So.... This challenge is all about improving my mental state. My health and mobility have deteriorated so much over the last 18 months that I now need to use a wheelchair to leave the house.

This is something that I had been fighting against and refusing for a long time. During my rehabilitation I swore that I would never use a wheelchair again. I saw it as failure, as giving up, as going backwards instead of forwards and it was very difficult for me to accept that I needed one. I now accept that this will make a big difference to my quality of life, but I still have some real issues with it.

I'll explain it all if anyone wants to read it, but be warned, it's long and boring :P

The background

After my accident in 2011 I started a program of rehabilitation. I got feck all on the NHS, my physiotherapist was inept, so I realised that if I ever wanted to get my life back, I was going to have to fight for it.

I met Norma, my personal trainer, who in my mind is the person I owe my recovery to. She took me on when I could barely walk and she pushed me to do things I never believed I could.

By 2014 I could deadlift my own bodyweight, squat with 40kgs on my shoulders, cycle, swim, I even ran 5km for Cancer Research. Despite all of this, I still had a problem with walking or just being on my feet, that I didn't understand and couldn't really explain. If I walked around too much or was on my feet for too long I would start to tire, become very sore, and develop muscle spasms and it would be very difficult to walk for 2-3 days afterwards.

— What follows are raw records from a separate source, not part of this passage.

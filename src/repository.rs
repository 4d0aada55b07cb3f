use crate::errors::PbsResult;
use crate::metamodel::{PbsMetamodel, PbsRecord};
use crate::serializer;
use crate::value::PbsValue;
use serde::de::DeserializeOwned;
use serde::Serialize;
use std::fs::File;
use std::io::{BufReader, BufWriter};
use std::path::Path;
use tracing::info;

/// Ordered game data entries of one record type.
///
/// Entries are imported from and exported to PBS files through the active
/// serializer, and can be baked to a compact binary form.
#[derive(Debug, Clone, PartialEq)]
pub struct GameDataRepository<T> {
    entries: Vec<T>,
}

impl<T> Default for GameDataRepository<T> {
    fn default() -> Self {
        GameDataRepository {
            entries: Vec::new(),
        }
    }
}

impl<T: PbsRecord + Serialize + DeserializeOwned> GameDataRepository<T> {
    pub fn new() -> Self {
        Self::default()
    }

    pub fn from_entries(entries: Vec<T>) -> Self {
        GameDataRepository { entries }
    }

    pub fn entries(&self) -> &[T] {
        &self.entries
    }

    pub fn len(&self) -> usize {
        self.entries.len()
    }

    pub fn is_empty(&self) -> bool {
        self.entries.is_empty()
    }

    /// Find an entry by its identifier
    pub fn get(&self, id: &str) -> Option<&T> {
        let schema = PbsMetamodel::get_schema::<T>();
        let identifier = schema.identifier().ok()?;
        self.entries
            .iter()
            .find(|entry| identifier_text(&identifier.get(entry)) == Some(id))
    }

    /// Replace all entries with the contents of a PBS file
    pub fn import_pbs(&mut self, path: &Path) -> PbsResult<()> {
        let reader = BufReader::new(File::open(path)?);
        self.entries = serializer::deserialize(reader)?;
        info!(
            path = %path.display(),
            entries = self.entries.len(),
            "imported PBS file"
        );
        Ok(())
    }

    pub fn export_pbs(&self, path: &Path) -> PbsResult<()> {
        let writer = BufWriter::new(File::create(path)?);
        serializer::serialize(&self.entries, writer)?;
        info!(
            path = %path.display(),
            entries = self.entries.len(),
            "exported PBS file"
        );
        Ok(())
    }

    /// Bake the entries into postcard bytes
    pub fn to_bytes(&self) -> PbsResult<Vec<u8>> {
        Ok(postcard::to_allocvec(&self.entries)?)
    }

    pub fn from_bytes(bytes: &[u8]) -> PbsResult<Self> {
        Ok(GameDataRepository {
            entries: postcard::from_bytes(bytes)?,
        })
    }
}

fn identifier_text(value: &PbsValue) -> Option<&str> {
    match value {
        PbsValue::Name(name) => Some(name.as_str()),
        PbsValue::String(text) => Some(text),
        PbsValue::Tag(tag) => Some(tag.name()),
        _ => None,
    }
}
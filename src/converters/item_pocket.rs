use super::PbsConverter;
use crate::descriptors::PbsScalarDescriptor;
use crate::errors::{PbsResult, ValueError};
use schema::GameplayTag;

pub const POCKET_TAG_NAMESPACE: &str = "Data.Item.Pocket";

// Bag pockets in the order the numeric `Pocket` values refer to them
const POCKETS: [&str; 8] = [
    "Items",
    "Medicine",
    "PokeBalls",
    "Machines",
    "Berries",
    "Mail",
    "BattleItems",
    "KeyItems",
];

/// Maps the 1-based pocket number of an item to a `Data.Item.Pocket.*` tag
#[derive(Debug, Clone, Copy, Default)]
pub struct ItemPocketConverter;

impl ItemPocketConverter {
    pub fn pocket_tag(number: usize) -> PbsResult<GameplayTag> {
        let pocket = number
            .checked_sub(1)
            .and_then(|index| POCKETS.get(index))
            .ok_or_else(|| {
                ValueError::Converter(format!(
                    "Pocket {number} is out of range 1..={}",
                    POCKETS.len()
                ))
            })?;
        Ok(GameplayTag::get_or_create(&format!(
            "{POCKET_TAG_NAMESPACE}.{pocket}"
        ))?)
    }
}

impl PbsConverter for ItemPocketConverter {
    type Value = GameplayTag;

    fn read(
        &self,
        input: &str,
        _descriptor: &PbsScalarDescriptor,
        _section_name: Option<&str>,
    ) -> PbsResult<GameplayTag> {
        let number = input
            .trim()
            .parse::<usize>()
            .map_err(|_| ValueError::InvalidNumber(input.to_string()))?;
        Self::pocket_tag(number)
    }

    fn write(
        &self,
        value: &GameplayTag,
        _descriptor: &PbsScalarDescriptor,
        _section_name: Option<&str>,
    ) -> PbsResult<String> {
        value
            .name()
            .strip_prefix(POCKET_TAG_NAMESPACE)
            .and_then(|rest| rest.strip_prefix('.'))
            .and_then(|pocket| POCKETS.iter().position(|p| *p == pocket))
            .map(|index| (index + 1).to_string())
            .ok_or_else(|| {
                ValueError::Converter(format!("{value} is not a bag pocket tag")).into()
            })
    }
}
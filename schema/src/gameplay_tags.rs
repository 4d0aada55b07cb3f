use serde::{Deserialize, Serialize};
use std::collections::BTreeSet;
use std::fmt;
use std::sync::{LazyLock, PoisonError, RwLock};
use thiserror::Error;

// Global tag registry - tags must be registered before they can be requested
static TAG_REGISTRY: LazyLock<RwLock<BTreeSet<String>>> =
    LazyLock::new(|| RwLock::new(BTreeSet::new()));

/// Errors raised when resolving gameplay tags
#[derive(Debug, Clone, PartialEq, Eq, Error)]
pub enum TagError {
    /// The tag was requested with must-exist semantics but was never registered
    #[error("gameplay tag '{0}' is not registered")]
    NotRegistered(String),
    /// The tag name is empty or contains characters tags may not use
    #[error("'{0}' is not a valid gameplay tag name")]
    InvalidName(String),
}

/// Register a tag (and each of its parent tags) with the global registry
pub fn register_tag(name: &str) -> Result<GameplayTag, TagError> {
    validate_tag_name(name)?;
    let mut registry = TAG_REGISTRY.write().unwrap_or_else(PoisonError::into_inner);
    let mut prefix = String::with_capacity(name.len());
    for (i, segment) in name.split('.').enumerate() {
        if i > 0 {
            prefix.push('.');
        }
        prefix.push_str(segment);
        registry.insert(prefix.clone());
    }
    Ok(GameplayTag(name.to_string()))
}

pub fn is_tag_registered(name: &str) -> bool {
    TAG_REGISTRY
        .read()
        .unwrap_or_else(PoisonError::into_inner)
        .contains(name)
}

/// Snapshot of every registered tag, sorted by name
pub fn registered_tags() -> Vec<GameplayTag> {
    TAG_REGISTRY
        .read()
        .unwrap_or_else(PoisonError::into_inner)
        .iter()
        .map(|name| GameplayTag(name.clone()))
        .collect()
}

fn validate_tag_name(name: &str) -> Result<(), TagError> {
    let valid = !name.is_empty()
        && name.split('.').all(|segment| {
            !segment.is_empty()
                && !segment
                    .chars()
                    .any(|c| c.is_whitespace() || matches!(c, ',' | '"' | '\\' | '[' | ']' | '#'))
        });
    if valid {
        Ok(())
    } else {
        Err(TagError::InvalidName(name.to_string()))
    }
}

/// Hierarchical, dot-separated identifier such as `Data.Type.FIRE`.
///
/// The empty tag is the "none" tag.
#[derive(Debug, Clone, Default, PartialEq, Eq, Hash, PartialOrd, Ord, Serialize, Deserialize)]
#[serde(transparent)]
pub struct GameplayTag(String);

impl GameplayTag {
    pub fn empty() -> Self {
        GameplayTag(String::new())
    }

    /// Look up a tag that must already be registered
    pub fn request(name: &str) -> Result<Self, TagError> {
        if is_tag_registered(name) {
            Ok(GameplayTag(name.to_string()))
        } else {
            Err(TagError::NotRegistered(name.to_string()))
        }
    }

    /// Look up a tag, registering it first if needed
    pub fn get_or_create(name: &str) -> Result<Self, TagError> {
        register_tag(name)
    }

    pub fn is_valid(&self) -> bool {
        !self.0.is_empty()
    }

    pub fn name(&self) -> &str {
        &self.0
    }

    /// True if this tag equals `other` or is one of its children
    pub fn matches_tag(&self, other: &GameplayTag) -> bool {
        if !self.is_valid() || !other.is_valid() {
            return false;
        }
        self.0 == other.0
            || (self.0.starts_with(&other.0) && self.0[other.0.len()..].starts_with('.'))
    }
}

impl fmt::Display for GameplayTag {
    fn fmt(&self, f: &mut fmt::Formatter<'_>) -> fmt::Result {
        if self.is_valid() {
            write!(f, "{}", self.0)
        } else {
            write!(f, "None")
        }
    }
}

/// Ordered set of gameplay tags. Insertion order is kept so data files are
/// written back in the order they were read.
#[derive(Debug, Clone, Default, PartialEq, Eq, Hash, Serialize, Deserialize)]
#[serde(transparent)]
pub struct GameplayTagContainer {
    tags: Vec<GameplayTag>,
}

impl GameplayTagContainer {
    pub fn new() -> Self {
        Self::default()
    }

    /// Adds a tag unless it is empty or already present
    pub fn add_tag(&mut self, tag: GameplayTag) {
        if tag.is_valid() && !self.tags.contains(&tag) {
            self.tags.push(tag);
        }
    }

    pub fn has_tag(&self, tag: &GameplayTag) -> bool {
        self.tags.iter().any(|t| t.matches_tag(tag))
    }

    pub fn has_tag_exact(&self, tag: &GameplayTag) -> bool {
        self.tags.contains(tag)
    }

    pub fn len(&self) -> usize {
        self.tags.len()
    }

    pub fn is_empty(&self) -> bool {
        self.tags.is_empty()
    }

    pub fn iter(&self) -> std::slice::Iter<'_, GameplayTag> {
        self.tags.iter()
    }
}

impl FromIterator<GameplayTag> for GameplayTagContainer {
    fn from_iter<I: IntoIterator<Item = GameplayTag>>(iter: I) -> Self {
        let mut container = GameplayTagContainer::new();
        for tag in iter {
            container.add_tag(tag);
        }
        container
    }
}

impl<'a> IntoIterator for &'a GameplayTagContainer {
    type Item = &'a GameplayTag;
    type IntoIter = std::slice::Iter<'a, GameplayTag>;

    fn into_iter(self) -> Self::IntoIter {
        self.tags.iter()
    }
}
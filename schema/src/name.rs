use serde::{Deserialize, Serialize};
use std::fmt;

/// Opaque identifier used for game data keys (species IDs, move IDs, ...).
///
/// An empty name is the "none" name and displays as `None`, which is also the
/// literal PBS files use to spell it.
#[derive(Debug, Clone, Default, PartialEq, Eq, Hash, PartialOrd, Ord, Serialize, Deserialize)]
#[serde(transparent)]
pub struct Name(String);

impl Name {
    /// Literal used in data files for the none name.
    pub const NONE_LITERAL: &'static str = "None";

    pub fn new(value: impl Into<String>) -> Self {
        Name(value.into())
    }

    pub fn none() -> Self {
        Name(String::new())
    }

    pub fn is_none(&self) -> bool {
        self.0.is_empty()
    }

    pub fn as_str(&self) -> &str {
        &self.0
    }
}

impl fmt::Display for Name {
    fn fmt(&self, f: &mut fmt::Formatter<'_>) -> fmt::Result {
        if self.is_none() {
            write!(f, "{}", Self::NONE_LITERAL)
        } else {
            write!(f, "{}", self.0)
        }
    }
}

impl From<&str> for Name {
    fn from(value: &str) -> Self {
        Name::new(value)
    }
}

impl From<String> for Name {
    fn from(value: String) -> Self {
        Name(value)
    }
}

#[cfg(test)]
mod tests {
    use super::*;
    use pretty_assertions::assert_eq;

    #[test]
    fn test_none_name_displays_as_literal() {
        assert!(Name::none().is_none());
        assert_eq!(Name::none().to_string(), "None");
        assert_eq!(Name::from("PIKACHU").to_string(), "PIKACHU");
    }
}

I went on holiday with my brother and his wife in July 2014 and of course there was a lot of walking around and standing in queues at the airport and train station so I was not surprised at all when I suffered from intense pain and mobility problems upon my return, but I expected them to pass within a short time. They didn't.

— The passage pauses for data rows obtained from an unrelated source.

use schema::TagError;
use thiserror::Error;

/// Main error type for compiling and writing PBS data
#[derive(Debug, Error)]
pub enum PbsError {
    /// The file structure could not be parsed
    #[error(transparent)]
    Parse(#[from] ParseError),
    /// A value could not be coerced to or from its text form
    #[error(transparent)]
    Value(#[from] ValueError),
    /// A record type's schema does not fit the operation
    #[error(transparent)]
    Schema(#[from] SchemaError),
    /// The active serializer registry rejected the request
    #[error(transparent)]
    Serializer(#[from] SerializerError),
    /// The same section name appears twice in one file
    #[error("Duplicate section {0} in file")]
    DuplicateSection(String),
    /// An error attributed to one field of one section
    #[error("Section [{section}], key {key}: {source}")]
    Field {
        section: String,
        key: String,
        #[source]
        source: Box<PbsError>,
    },
    #[error("I/O error: {0}")]
    Io(#[from] std::io::Error),
    #[error("Invalid settings file: {0}")]
    Settings(#[from] ron::error::SpannedError),
    #[error("Invalid baked game data: {0}")]
    Baked(#[from] postcard::Error),
}

/// Errors related to the line structure of a file
#[derive(Debug, Clone, PartialEq, Eq, Error)]
pub enum ParseError {
    /// A non-empty line appeared before the first section header
    #[error(
        "Unexpected line {line} in file: {text}\nExpected a section at the beginning of the file.\nThis error may also occur if the file was not saved in UTF-8."
    )]
    MissingSection { line: usize, text: String },
    /// A line inside a section is neither a header nor `Key = value`
    #[error(
        "Unexpected line {line} in file: {text}\nBad line syntax (expected syntax like XXX=YYY).\nThis error may also occur if the file was not saved in UTF-8."
    )]
    BadLineSyntax { line: usize, text: String },
    /// The line could not be decoded
    #[error("Line {line} could not be read as UTF-8 text. Make sure the file was saved in UTF-8.")]
    Encoding { line: usize },
}

/// Errors related to coercing a single value
#[derive(Debug, Clone, PartialEq, Eq, Error)]
pub enum ValueError {
    #[error("Failed to parse boolean {0}")]
    InvalidBool(String),
    #[error("Failed to parse number {0}")]
    InvalidNumber(String),
    #[error("Number {input} is below minimum {min}")]
    BelowMinimum { input: String, min: String },
    #[error("Number {input} is above maximum {max}")]
    AboveMaximum { input: String, max: String },
    #[error("{input} is not a member of {type_name}")]
    UnknownEnumMember {
        input: String,
        type_name: &'static str,
    },
    #[error(transparent)]
    Tag(#[from] TagError),
    #[error("Unsupported scalar type {0}")]
    UnsupportedScalar(&'static str),
    #[error("Expected a value for {type_name} at position {position}")]
    MissingValue {
        type_name: &'static str,
        position: usize,
    },
    #[error("Cannot write a missing value for {0}")]
    NullValue(&'static str),
    #[error("Expected between {min} and {max} values, found {found}")]
    LengthOutOfRange { min: usize, max: usize, found: usize },
    #[error("Expected {expected} but found {found}")]
    ShapeMismatch {
        expected: &'static str,
        found: &'static str,
    },
    #[error("{0}")]
    Converter(String),
}

/// Errors that indicate a record type and its schema do not match.
/// These are programming errors, not data errors.
#[derive(Debug, Clone, PartialEq, Eq, Error)]
pub enum SchemaError {
    #[error("Schema for {0} has no identifier field")]
    MissingIdentifier(&'static str),
    #[error("Schema for {0} has more than one identifier field")]
    DuplicateIdentifier(&'static str),
    #[error("Schema for {record} declares key {key} twice")]
    DuplicateKey { record: &'static str, key: String },
    #[error("Compound type {0} has no constructor parameters")]
    EmptyCompound(String),
}

/// Errors related to the active serializer registry
#[derive(Debug, Clone, PartialEq, Eq, Error)]
pub enum SerializerError {
    #[error("The PBS serializer has not been initialized")]
    NotInitialized,
    #[error("No PBS serializer is registered for {0}")]
    NotRegistered(&'static str),
}

/// Type alias for Results using PbsError
pub type PbsResult<T> = Result<T, PbsError>;

impl PbsError {
    /// Attach section and key context to an error
    pub fn in_field(self, section: &str, key: &str) -> Self {
        PbsError::Field {
            section: section.to_string(),
            key: key.to_string(),
            source: Box::new(self),
        }
    }
}

impl From<TagError> for PbsError {
    fn from(err: TagError) -> Self {
        PbsError::Value(ValueError::Tag(err))
    }
}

Over the coming months the pain came and went in cycles, continuing to get worse but then improving for a period before getting worse again. I was beginning to struggle day to day and my mental state began to spiral downward.

What life is like for me now.

I am still trapped in the cycle of good and bad days, and there is a huge difference between the two.

On bad days I can usually make it to the sofa, but will probably only leave the sofa to go to the bathroom. On these days I don't even eat until Colin comes home from work and I spend the day in my pyjamas. At times Colin has even had to work from home, take annual leave or even come home from work part way through the day to look after me as I have been too unwell to be on my own.

It isn't just a matter of being in pain, when my mobility is bad it's almost impossible for me to walk. Even just taking a few steps is utterly exhausting. This is why I am convinced that there is some instability in my pelvis. On top of this I am constantly exhausted, far beyond just being tired. There are days where I am only awake for 2-3 hours at a time.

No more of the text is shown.